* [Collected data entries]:
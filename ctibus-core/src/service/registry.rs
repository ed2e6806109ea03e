//! Ephemeral TTL registries
//!
//! Every entry is an expiring key plus a membership in one or more sorted-set
//! indexes scored by last refresh time. Readers list the index, then fetch
//! each key and skip the ones that already lapsed. Index entries older than
//! the ttl are pruned on every write.

use futures::future::{join_all, try_join_all};
use serde::Serialize;
use serde_json::{Map, Value};
use std::sync::Arc;
use tracing::warn;

use crate::store::KeyValueStore;
use crate::Result;

/// One live registry entry as returned by [`EphemeralRegistry::keys_from_list`]
#[derive(Debug, Clone, PartialEq, Serialize)]
pub struct RegistryEntry {
    pub redis_key_id: String,
    /// Remaining ttl in seconds at read time
    pub redis_key_ttl: i64,
    #[serde(flatten)]
    pub value: Map<String, Value>,
}

impl RegistryEntry {
    #[must_use]
    pub fn get(&self, field: &str) -> Option<&Value> {
        self.value.get(field)
    }
}

#[derive(Clone)]
pub struct EphemeralRegistry {
    store: Arc<dyn KeyValueStore>,
}

impl std::fmt::Debug for EphemeralRegistry {
    fn fmt(&self, f: &mut std::fmt::Formatter<'_>) -> std::fmt::Result {
        f.debug_struct("EphemeralRegistry").finish_non_exhaustive()
    }
}

impl EphemeralRegistry {
    #[must_use]
    pub fn new(store: Arc<dyn KeyValueStore>) -> Self {
        Self { store }
    }

    fn horizon(&self, ttl_secs: u64) -> (i64, i64) {
        let now = self.store.now_millis();
        let ttl_ms = i64::try_from(ttl_secs.saturating_mul(1000)).unwrap_or(i64::MAX);
        (now, now.saturating_sub(ttl_ms))
    }

    /// Write the value with a ttl and index it in every list
    pub async fn set_key_with_list(
        &self,
        key: &str,
        lists: &[String],
        value: &Value,
        ttl_secs: u64,
    ) -> Result<()> {
        let data = serde_json::to_string(value)?;
        let (now, prune_before) = self.horizon(ttl_secs);
        let members = [key.to_string()];

        let set = self.store.set_ex(key, &data, ttl_secs);
        let indexes = try_join_all(
            lists
                .iter()
                .map(|list| self.store.sorted_add(list, &members, now, prune_before)),
        );
        futures::try_join!(set, indexes)?;
        Ok(())
    }

    /// Refresh the index score of `key` and prune lapsed members
    pub async fn refresh_in_list(&self, list: &str, key: &str, ttl_secs: u64) -> Result<()> {
        let (now, prune_before) = self.horizon(ttl_secs);
        self.store
            .sorted_add(list, &[key.to_string()], now, prune_before)
            .await
    }

    /// Live entries of `list`; with `prune_ttl`, stale index members are
    /// removed first
    pub async fn keys_from_list(&self, list: &str, prune_ttl: Option<u64>) -> Result<Vec<RegistryEntry>> {
        if let Some(ttl) = prune_ttl {
            let (_, prune_before) = self.horizon(ttl);
            self.store.sorted_prune(list, prune_before).await?;
        }
        let keys = self.store.sorted_members(list).await?;
        if keys.is_empty() {
            return Ok(Vec::new());
        }

        let fetched = join_all(keys.iter().map(|key| self.store.get_with_ttl(key))).await;
        let mut entries = Vec::with_capacity(keys.len());
        for (key, result) in keys.into_iter().zip(fetched) {
            // A value that lapsed between the index read and the fetch is skipped
            let Some((data, ttl)) = result? else {
                continue;
            };
            match serde_json::from_str::<Value>(&data) {
                Ok(value) => entries.push(RegistryEntry {
                    redis_key_id: key,
                    redis_key_ttl: ttl,
                    value: into_object(value),
                }),
                Err(e) => warn!(key = %key, error = %e, "Skipping undecodable registry entry"),
            }
        }
        Ok(entries)
    }

    /// Raw index members, oldest refresh first
    pub async fn members(&self, list: &str) -> Result<Vec<String>> {
        self.store.sorted_members(list).await
    }

    /// Delete the key and drop it from every list, concurrently
    pub async fn del_key_with_list(&self, key: &str, lists: &[String]) -> Result<()> {
        let del = self.store.del(key);
        let removals = try_join_all(lists.iter().map(|list| self.store.sorted_remove(list, key)));
        futures::try_join!(del, removals)?;
        Ok(())
    }

    pub async fn get(&self, key: &str) -> Result<Option<(Value, i64)>> {
        match self.store.get_with_ttl(key).await? {
            Some((data, ttl)) => Ok(Some((serde_json::from_str(&data)?, ttl))),
            None => Ok(None),
        }
    }

    pub async fn expire(&self, key: &str, ttl_secs: u64) -> Result<bool> {
        self.store.expire(key, ttl_secs).await
    }

    pub async fn del(&self, key: &str) -> Result<bool> {
        self.store.del(key).await
    }
}

/// Registry values are usually objects; anything else lands under `value`
fn into_object(value: Value) -> Map<String, Value> {
    match value {
        Value::Object(map) => map,
        other => {
            let mut map = Map::new();
            map.insert("value".to_string(), other);
            map
        }
    }
}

* [Task to complete]:
When copying the data above, keep every line exactly as written.

* [Answer box]:
filename ctibus-core/src/service/registry.rs
repository ed2e6806109ea03e
//! Ephemeral TTL registries
//!
//! Every entry is an expiring key plus a membership in one or more sorted-set
//! indexes scored by last refresh time. Readers list the index, then fetch
//! each key and skip the ones that already lapsed. Index entries older than
//! the ttl are pruned on every write.

use futures::future::{join_all, try_join_all};
use serde::Serialize;
use serde_json::{Map, Value};
use std::sync::Arc;
use tracing::warn;

use crate::store::KeyValueStore;
use crate::Result;

/// One live registry entry as returned by [`EphemeralRegistry::keys_from_list`]
#[derive(Debug, Clone, PartialEq, Serialize)]
pub struct RegistryEntry {
    pub redis_key_id: String,
    /// Remaining ttl in seconds at read time
    pub redis_key_ttl: i64,
    #[serde(flatten)]
    pub value: Map<String, Value>,
}

impl RegistryEntry {
    #[must_use]
    pub fn get(&self, field: &str) -> Option<&Value> {
        self.value.get(field)
    }
}

#[derive(Clone)]
pub struct EphemeralRegistry {
    store: Arc<dyn KeyValueStore>,
}

impl std::fmt::Debug for EphemeralRegistry {
    fn fmt(&self, f: &mut std::fmt::Formatter<'_>) -> std::fmt::Result {
        f.debug_struct("EphemeralRegistry").finish_non_exhaustive()
    }
}

impl EphemeralRegistry {
    #[must_use]
    pub fn new(store: Arc<dyn KeyValueStore>) -> Self {
        Self { store }
    }

    fn horizon(&self, ttl_secs: u64) -> (i64, i64) {
        let now = self.store.now_millis();
        let ttl_ms = i64::try_from(ttl_secs.saturating_mul(1000)).unwrap_or(i64::MAX);
        (now, now.saturating_sub(ttl_ms))
    }

    /// Write the value with a ttl and index it in every list
    pub async fn set_key_with_list(
        &self,
        key: &str,
        lists: &[String],
        value: &Value,
        ttl_secs: u64,
    ) -> Result<()> {
        let data = serde_json::to_string(value)?;
        let (now, prune_before) = self.horizon(ttl_secs);
        let members = [key.to_string()];

        let set = self.store.set_ex(key, &data, ttl_secs);
        let indexes = try_join_all(
            lists
                .iter()
                .map(|list| self.store.sorted_add(list, &members, now, prune_before)),
        );
        futures::try_join!(set, indexes)?;
        Ok(())
    }

    /// Refresh the index score of `key` and prune lapsed members
    pub async fn refresh_in_list(&self, list: &str, key: &str, ttl_secs: u64) -> Result<()> {
        let (now, prune_before) = self.horizon(ttl_secs);
        self.store
            .sorted_add(list, &[key.to_string()], now, prune_before)
            .await
    }

    /// Live entries of `list`; with `prune_ttl`, stale index members are
    /// removed first
    pub async fn keys_from_list(&self, list: &str, prune_ttl: Option<u64>) -> Result<Vec<RegistryEntry>> {
        if let Some(ttl) = prune_ttl {
            let (_, prune_before) = self.horizon(ttl);
            self.store.sorted_prune(list, prune_before).await?;
        }
        let keys = self.store.sorted_members(list).await?;
        if keys.is_empty() {
            return Ok(Vec::new());
        }

        let fetched = join_all(keys.iter().map(|key| self.store.get_with_ttl(key))).await;
        let mut entries = Vec::with_capacity(keys.len());
        for (key, result) in keys.into_iter().zip(fetched) {
            // A value that lapsed between the index read and the fetch is skipped
            let Some((data, ttl)) = result? else {
                continue;
            };
            match serde_json::from_str::<Value>(&data) {
                Ok(value) => entries.push(RegistryEntry {
                    redis_key_id: key,
                    redis_key_ttl: ttl,
                    value: into_object(value),
                }),
                Err(e) => warn!(key = %key, error = %e, "Skipping undecodable registry entry"),
            }
        }
        Ok(entries)
    }

    /// Raw index members, oldest refresh first
    pub async fn members(&self, list: &str) -> Result<Vec<String>> {
        self.store.sorted_members(list).await
    }

    /// Delete the key and drop it from every list, concurrently
    pub async fn del_key_with_list(&self, key: &str, lists: &[String]) -> Result<()> {
        let del = self.store.del(key);
        let removals = try_join_all(lists.iter().map(|list| self.store.sorted_remove(list, key)));
        futures::try_join!(del, removals)?;
        Ok(())
    }

    pub async fn get(&self, key: &str) -> Result<Option<(Value, i64)>> {
        match self.store.get_with_ttl(key).await? {
            Some((data, ttl)) => Ok(Some((serde_json::from_str(&data)?, ttl))),
            None => Ok(None),
        }
    }

    pub async fn expire(&self, key: &str, ttl_secs: u64) -> Result<bool> {
        self.store.expire(key, ttl_secs).await
    }

    pub async fn del(&self, key: &str) -> Result<bool> {
        self.store.del(key).await
    }
}

/// Registry values are usually objects; anything else lands under `value`
fn into_object(value: Value) -> Map<String, Value> {
    match value {
        Value::Object(map) => map,
        other => {
            let mut map = Map::new();
            map.insert("value".to_string(), other);
            map
        }
    }
}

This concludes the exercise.